Let’s be honest, there is a menagerie of equipment when you walk into the gym. When it comes to cardio equipment, it can seem redundant, but I assure you there are reasons for each. For this post, we’ll break down the three most common ones. So let’s unpack the bike, the elliptical, and the treadmill.
Ultimately what we’ll be looking at for this post is the weight-bearing and impact properties of each mode of cardio.
Weight-bearing exercise is an activity where your body has to counter the effects of gravity. For cardio, it is easiest to think of it as when you are standing and pushing through your legs. This is important because weight-bearing exercise deals with the “Ground Reaction Force” or GRF. This is the equal force that pushes back into your feet and ultimately up into the bones. It can be extremely beneficial for improving bone health, and we have posted about the positive effects before. However, it can also be detrimental if your body requires a certain amount of rest and recovery that would be compromised by excessive force through the bones and joints.
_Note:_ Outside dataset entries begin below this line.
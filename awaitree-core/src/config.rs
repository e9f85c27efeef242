//! トレース設定

/// トレース設定
#[derive(Debug, Clone, PartialEq, Eq)]
pub struct TraceConfig {
    /// 表示する木の最大深さ（壊れた構造での無限再帰を防ぐ）
    pub max_depth: usize,
    /// 1つの awaitee を解決する際の最大再帰深さ
    pub max_resolve_depth: usize,
}

impl Default for TraceConfig {
    fn default() -> Self {
        Self {
            max_depth: 256,
            max_resolve_depth: 64,
        }
    }
}
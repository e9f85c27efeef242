//! REPLコマンド

/// REPLコマンド
#[derive(Debug, Clone, PartialEq, Eq)]
pub enum Command {
    /// 式が指すFutureから非同期スタックトレースを表示
    PrintStackTrace(String),
    /// 型名を検索
    FindType(String),
    /// ヘルプ表示
    Help,
    /// 終了
    Quit,
}

impl Command {
    /// コマンド文字列をパースする
    ///
    /// 引数は最初の空白以降をそのまま使います（型名には空白が含まれるため）。
    pub fn parse(input: &str) -> Option<Self> {
        let input = input.trim();
        let (name, rest) = match input.split_once(char::is_whitespace) {
            Some((name, rest)) => (name, rest.trim()),
            None => (input, ""),
        };

        match name {
            "print-stack-trace" | "pst" if !rest.is_empty() => {
                Some(Command::PrintStackTrace(rest.to_string()))
            }
            "find-type" | "ft" if !rest.is_empty() => Some(Command::FindType(rest.to_string())),
            "help" | "h" | "?" => Some(Command::Help),
            "quit" | "q" | "exit" => Some(Command::Quit),
            _ => None,
        }
    }
}

#[cfg(test)]
mod tests {
    use super::*;

    #[test]
    fn test_parse_commands() {
        assert_eq!(Command::parse("help"), Some(Command::Help));
        assert_eq!(Command::parse("?"), Some(Command::Help));
        assert_eq!(Command::parse("  quit  "), Some(Command::Quit));
        assert_eq!(Command::parse("exit"), Some(Command::Quit));
        assert_eq!(Command::parse(""), None);
        assert_eq!(Command::parse("continue"), None);
    }

    #[test]
    fn test_parse_print_stack_trace_keeps_argument() {
        assert_eq!(
            Command::parse("print-stack-trace {pkg::Pin<&mut pkg::Fut>} 0x1000"),
            Some(Command::PrintStackTrace("{pkg::Pin<&mut pkg::Fut>} 0x1000".to_string()))
        );
        assert_eq!(
            Command::parse("pst   {pkg::Fut} 42 "),
            Some(Command::PrintStackTrace("{pkg::Fut} 42".to_string()))
        );
    }

    #[test]
    fn test_missing_argument() {
        assert_eq!(Command::parse("print-stack-trace"), None);
        assert_eq!(Command::parse("pst   "), None);
        assert_eq!(Command::parse("find-type"), None);
    }

    #[test]
    fn test_parse_find_type() {
        assert_eq!(
            Command::parse("ft async_fn_env"),
            Some(Command::FindType("async_fn_env".to_string()))
        );
    }
}
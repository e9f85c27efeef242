//! プロセス制御機能

use crate::memory::ProcessMemory;
use crate::Result;
use nix::sys::ptrace;
use nix::sys::wait::{waitpid, WaitStatus};
use nix::unistd::Pid;
use tracing::{debug, info};

/// アタッチ中のプロセス
///
/// アタッチしている間、プロセスは停止しています。dropでデタッチし、実行を再開させます。
pub struct Process {
    pid: Pid,
}

impl Process {
    /// 既存のプロセスにアタッチし、停止するまで待つ
    pub fn attach(pid: i32) -> Result<Self> {
        let pid = Pid::from_raw(pid);
        ptrace::attach(pid).map_err(|e| anyhow::anyhow!("Failed to attach to process {}: {}", pid, e))?;

        // PTRACE_ATTACH は SIGSTOP を送るので、停止を待つ
        loop {
            match waitpid(pid, None)? {
                WaitStatus::Stopped(_, signal) => {
                    debug!("process {} stopped by {:?}", pid, signal);
                    break;
                }
                WaitStatus::Exited(_, code) => {
                    anyhow::bail!("Process {} exited with status {} during attach", pid, code)
                }
                WaitStatus::Signaled(_, signal, _) => {
                    anyhow::bail!("Process {} was killed by {:?} during attach", pid, signal)
                }
                status => debug!("ignoring wait status during attach: {:?}", status),
            }
        }

        info!("attached to process {}", pid);
        Ok(Self { pid })
    }

    /// プロセスIDを取得する
    pub fn pid(&self) -> i32 {
        self.pid.as_raw()
    }

    /// このプロセスのメモリリーダーを作成する
    pub fn memory(&self) -> ProcessMemory {
        ProcessMemory::new(self.pid())
    }
}

impl Drop for Process {
    fn drop(&mut self) {
        if let Err(e) = ptrace::detach(self.pid, None) {
            debug!("failed to detach from {}: {}", self.pid, e);
        }
    }
}
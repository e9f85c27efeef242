//! awaitree ターゲット（調査対象）へのアクセス
//!
//! このクレートは、調査対象のメモリを読み取るための低レベル機能を提供します。
//! 実行中のプロセス（ptraceでアタッチ）とELFコアダンプの両方に対応します。

pub mod core_dump;
pub mod memory;
pub mod process;

pub use core_dump::CoreDump;
pub use memory::ProcessMemory;
pub use process::Process;

/// ターゲット操作の結果型
pub type Result<T> = anyhow::Result<T>;
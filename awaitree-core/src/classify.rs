//! ノード分類器レジストリ
//!
//! (判定関数, コンストラクタ) の組を登録順に試し、最初にマッチしたもので
//! ノードを作ります。どれにもマッチしなければ [`OpaqueNode`] になります。

use crate::node::{OpaqueNode, StackTraceNode};
use crate::{TraceResult, ValueHandle};
use tracing::{debug, warn};

/// 値がこの分類器の対象かどうかを判定する関数
pub type Matcher<V> = Box<dyn Fn(&V) -> bool>;

/// ノードのコンストラクタ
pub type NodeFactory<V> =
    Box<dyn for<'a> Fn(&'a V) -> TraceResult<Box<dyn StackTraceNode<V> + 'a>>>;

/// 登録済みの分類器
struct NodeProvider<V> {
    name: String,
    matcher: Matcher<V>,
    factory: NodeFactory<V>,
}

/// ノード分類器レジストリ
pub struct ClassifierRegistry<V> {
    providers: Vec<NodeProvider<V>>,
}

impl<V: ValueHandle> ClassifierRegistry<V> {
    /// 空のレジストリを作成する
    pub fn new() -> Self {
        Self {
            providers: Vec::new(),
        }
    }

    /// 分類器を末尾に追加する
    pub fn register<M, F>(&mut self, name: impl Into<String>, matcher: M, factory: F)
    where
        M: Fn(&V) -> bool + 'static,
        F: for<'a> Fn(&'a V) -> TraceResult<Box<dyn StackTraceNode<V> + 'a>> + 'static,
    {
        self.providers.push(NodeProvider {
            name: name.into(),
            matcher: Box::new(matcher),
            factory: Box::new(factory),
        });
    }

    /// 値をノードに分類する
    ///
    /// マッチした分類器のコンストラクタが失敗した場合はNoneを返します。
    pub fn classify<'a>(&self, value: &'a V) -> Option<Box<dyn StackTraceNode<V> + 'a>> {
        let provider = match self.providers.iter().find(|p| (p.matcher)(value)) {
            Some(provider) => provider,
            None => return Some(Box::new(OpaqueNode::new(value))),
        };

        debug!(
            "classified {:?} as {}",
            value.type_name().unwrap_or_default(),
            provider.name
        );
        match (provider.factory)(value) {
            Ok(node) => Some(node),
            Err(e) => {
                warn!("{} could not decode {:?}: {}", provider.name, value.type_name(), e);
                None
            }
        }
    }

    /// 登録名の一覧（登録順）
    pub fn names(&self) -> impl Iterator<Item = &str> {
        self.providers.iter().map(|p| p.name.as_str())
    }

    /// 登録数
    pub fn len(&self) -> usize {
        self.providers.len()
    }

    /// 空かどうか
    pub fn is_empty(&self) -> bool {
        self.providers.is_empty()
    }
}

impl<V: ValueHandle> Default for ClassifierRegistry<V> {
    fn default() -> Self {
        Self::new()
    }
}

#[cfg(test)]
mod tests {
    use super::*;
    use crate::generator::generator_node;
    use crate::synthetic::SyntheticValue;

    struct TaggedNode<'a> {
        tag: &'static str,
        value: &'a SyntheticValue,
    }

    impl StackTraceNode<SyntheticValue> for TaggedNode<'_> {
        fn label(&self) -> String {
            format!("{}:{}", self.tag, self.value.type_name().unwrap_or_default())
        }

        fn awaitee(&self) -> Option<SyntheticValue> {
            None
        }
    }

    fn first_node<'a>(
        value: &'a SyntheticValue,
    ) -> TraceResult<Box<dyn StackTraceNode<SyntheticValue> + 'a>> {
        Ok(Box::new(TaggedNode { tag: "first", value }))
    }

    fn second_node<'a>(
        value: &'a SyntheticValue,
    ) -> TraceResult<Box<dyn StackTraceNode<SyntheticValue> + 'a>> {
        Ok(Box::new(TaggedNode { tag: "second", value }))
    }

    #[test]
    fn test_first_match_wins() {
        let mut registry = ClassifierRegistry::new();
        registry.register("first", |v: &SyntheticValue| v.type_name_starts_with("pkg::"), first_node);
        registry.register("second", |v: &SyntheticValue| v.type_name_starts_with("pkg::"), second_node);

        let value = SyntheticValue::opaque("pkg::Custom");
        let node = registry.classify(&value).unwrap();
        assert_eq!(node.label(), "first:pkg::Custom");
        assert_eq!(registry.names().collect::<Vec<_>>(), vec!["first", "second"]);
    }

    #[test]
    fn test_fallback_is_opaque() {
        let registry: ClassifierRegistry<SyntheticValue> = ClassifierRegistry::new();
        let value = SyntheticValue::opaque("pkg::Leaf");
        let node = registry.classify(&value).unwrap();
        assert_eq!(node.label(), "pkg::Leaf");
        assert!(node.awaitee().is_none());
    }

    #[test]
    fn test_factory_failure_yields_nothing() {
        let mut registry = ClassifierRegistry::new();
        registry.register("generator", |_: &SyntheticValue| true, generator_node::<SyntheticValue>);

        let value = SyntheticValue::opaque("pkg::foo::{async_fn_env#0}");
        assert!(registry.classify(&value).is_none());
    }
}
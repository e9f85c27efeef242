//! デバッグセッション
//!
//! 型情報・メモリ・トレーサをまとめ、REPLコマンドから使えるようにします。

use crate::parse::Expression;
use anyhow::Result;
use awaitree_core::{AsyncStackTracer, TraceConfig};
use awaitree_dwarf::{DecodeConfig, DwarfContext, DwarfLoader, DwarfValue, MemoryReader, TypeTable};
use awaitree_target::{CoreDump, Process};
use std::io::Write;
use std::path::Path;
use std::rc::Rc;
use tracing::info;

/// デバッグセッション
pub struct Session {
    cx: Rc<DwarfContext>,
    tracer: AsyncStackTracer<DwarfValue>,
    /// アタッチ中のプロセス（dropでデタッチ）
    process: Option<Process>,
}

impl Session {
    /// 実行中のプロセスにアタッチする
    pub fn attach<P: AsRef<Path>>(binary: P, pid: i32, config: TraceConfig) -> Result<Self> {
        let types = load_types(binary.as_ref())?;
        let process = Process::attach(pid)?;
        let memory = Box::new(process.memory());
        Ok(Self::from_parts(types, memory, Some(process), config))
    }

    /// コアダンプを開く
    pub fn open_core<P: AsRef<Path>, C: AsRef<Path>>(
        binary: P,
        core: C,
        config: TraceConfig,
    ) -> Result<Self> {
        let types = load_types(binary.as_ref())?;
        let core = CoreDump::load(core)?;
        Ok(Self::from_parts(types, Box::new(core), None, config))
    }

    /// 型情報とメモリからセッションを組み立てる
    pub fn from_parts(
        types: TypeTable,
        memory: Box<dyn MemoryReader>,
        process: Option<Process>,
        config: TraceConfig,
    ) -> Self {
        let tracer = AsyncStackTracer::builder()
            .config(config)
            .register_builtins()
            .build();
        Self {
            cx: DwarfContext::new(types, memory, DecodeConfig::default()),
            tracer,
            process,
        }
    }

    /// アタッチ中のプロセスID
    pub fn pid(&self) -> Option<i32> {
        self.process.as_ref().map(Process::pid)
    }

    /// 式を評価して値を得る
    pub fn eval(&self, input: &str) -> Result<DwarfValue> {
        let expr = Expression::parse(input)?;
        self.cx.value(&expr.type_name, expr.address)
    }

    /// 式が指すFutureから非同期スタックトレースを出力する
    pub fn print_stack_trace<W: Write>(&self, input: &str, out: W) -> Result<()> {
        let root = self.eval(input)?;
        self.tracer.print_stack_trace(root, out)?;
        Ok(())
    }

    /// パターンを含む型名を検索する（ソート済み）
    pub fn find_types(&self, pattern: &str) -> Vec<&str> {
        let mut names: Vec<&str> = self
            .cx
            .types()
            .names()
            .filter(|name| name.contains(pattern))
            .collect();
        names.sort_unstable();
        names
    }
}

fn load_types(binary: &Path) -> Result<TypeTable> {
    let loader = DwarfLoader::load(binary)?;
    let types = loader.type_table()?;
    info!("indexed {} types from {:?}", types.len(), binary);
    Ok(types)
}
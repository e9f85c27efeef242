//! 値ハンドル
//!
//! デバッガが提供する「型付きメモリ領域への参照」を抽象化します。
//! DWARFを使った実装は awaitree-dwarf、テスト用の実装は [`crate::synthetic`] にあります。

use crate::ValueResult;
use std::ops::Range;

/// 型の分類
#[derive(Debug, Clone, Copy, PartialEq, Eq, Hash)]
pub enum TypeCode {
    /// 構造体
    Struct,
    /// 列挙型（variant partを持つ型を含む）
    Enum,
    /// 生ポインタ、または Box などポインタとして表現される型
    Pointer,
    /// 参照
    Reference,
    /// データポインタとvtableの組（`&dyn Trait`, `Box<dyn Trait>`）
    FatPointer,
    /// 固定長配列
    Array,
    /// 基本型
    Primitive,
    /// その他
    Other,
}

impl TypeCode {
    /// 参照外し可能な細いポインタかどうか
    pub fn is_thin_pointer(self) -> bool {
        matches!(self, TypeCode::Pointer | TypeCode::Reference)
    }
}

/// 調査対象プロセス内の型付き値への参照
///
/// フィールドアクセスや参照外しは、メモリが解放済み・最適化で消えている・
/// 壊れているなどの理由でいつでも失敗し得ます。
pub trait ValueHandle: Sized + 'static {
    /// 型の表示名。取得できない場合はNone
    fn type_name(&self) -> Option<String>;

    /// 型の分類
    fn type_code(&self) -> TypeCode;

    /// フィールド名の一覧（宣言順）
    fn field_names(&self) -> ValueResult<Vec<String>>;

    /// 名前でフィールドを取得する
    fn field(&self, name: &str) -> ValueResult<Self>;

    /// ポインタ・参照を参照外しする
    fn dereference(&self) -> ValueResult<Self>;

    /// 配列の添字範囲
    fn array_range(&self) -> ValueResult<Range<u64>>;

    /// 配列要素を取得する
    fn index(&self, index: u64) -> ValueResult<Self>;

    /// 既定の文字列表現
    fn render(&self) -> ValueResult<String>;

    /// 型名が指定のプレフィックスで始まるかどうか
    fn type_name_starts_with(&self, prefix: &str) -> bool {
        self.type_name()
            .map(|name| name.starts_with(prefix))
            .unwrap_or(false)
    }

    /// 指定した名前のフィールドを持つかどうか
    fn has_field(&self, name: &str) -> bool {
        self.field_names()
            .map(|names| names.iter().any(|n| n == name))
            .unwrap_or(false)
    }
}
Impact by definition is where one object comes forcibly into contact with another object. In terms of exercise, and our three forms of cardio more specifically, this looks at how forceful the feet are coming into contact with a pedal, a platform, or the treadmill. The higher the impact, the more stress placed on the musculoskeletal system. Sometimes high stress is desired, and other times it is not. Practically, we categorize them as low impact, moderate impact, and high impact.
There are typically two forms of bicycles at the gym: the recumbent bicycle and the upright bicycle. When used appropriately, the bikes are non-weight-bearing modes of exercise with low impact. Getting up out of the saddle will change this slightly, but let’s keep it at a consistent usage. I love using the bike myself because of the low impact properties. You can still achieve an incredible workout and cardio session without the pounding on the bones or joints. Because of this, it can be a great recovery tool mid-season or after an injury. Or if you simply feel your body has had a lot of stress and still want to workout while minimizing certain costs on the body.
The elliptical, and all of its variations, are weight-bearing and generally low impact. Again there are different elliptical machines, and some even allow you to use your arms for support. So you are still standing upright against gravity, but you can use your arms to support yourself a bit. And when used properly, they are relatively low-impact in nature. As such, it can be a great intermediary step for someone recovering from injury, or if you still want to give your body a bit of a rest during some high volume weeks. You can target the muscles and long bones, but still minimize stress on the joints or other connective tissue.
Finally, we get to the treadmill which is also a full-weight-bearing exercise that can have a more moderate impact. Jogging and running will have more impact than walking. When walking, there is always one foot in touch with the ground, and half the time is spent in a double limb stance. So you can minimize the impact this way. However, once we start jogging/running, we no longer have a double-limb stance. Instead, this becomes a pattern of single-leg hops coupled with “float phases” in which both legs are in the air. This is how the impact increases, and can get up to 8x your bodyweight depending on the specifics.
When looking at the intensity variable of these modes of cardio, the treadmill offers the most stress in terms of strict body-weight and bones, however, do not confuse this with being a “better” mode, or as giving a “better” workout. They can all be used to achieve the same result if the goal is cardiovascular or cardiorespiratory exercise. Different days may call for different goals, or injuries and training schedules can also call for changes to the exercise plan. Regardless, it is always good to know what you are getting yourself into and this breakdown may help clear things up a bit.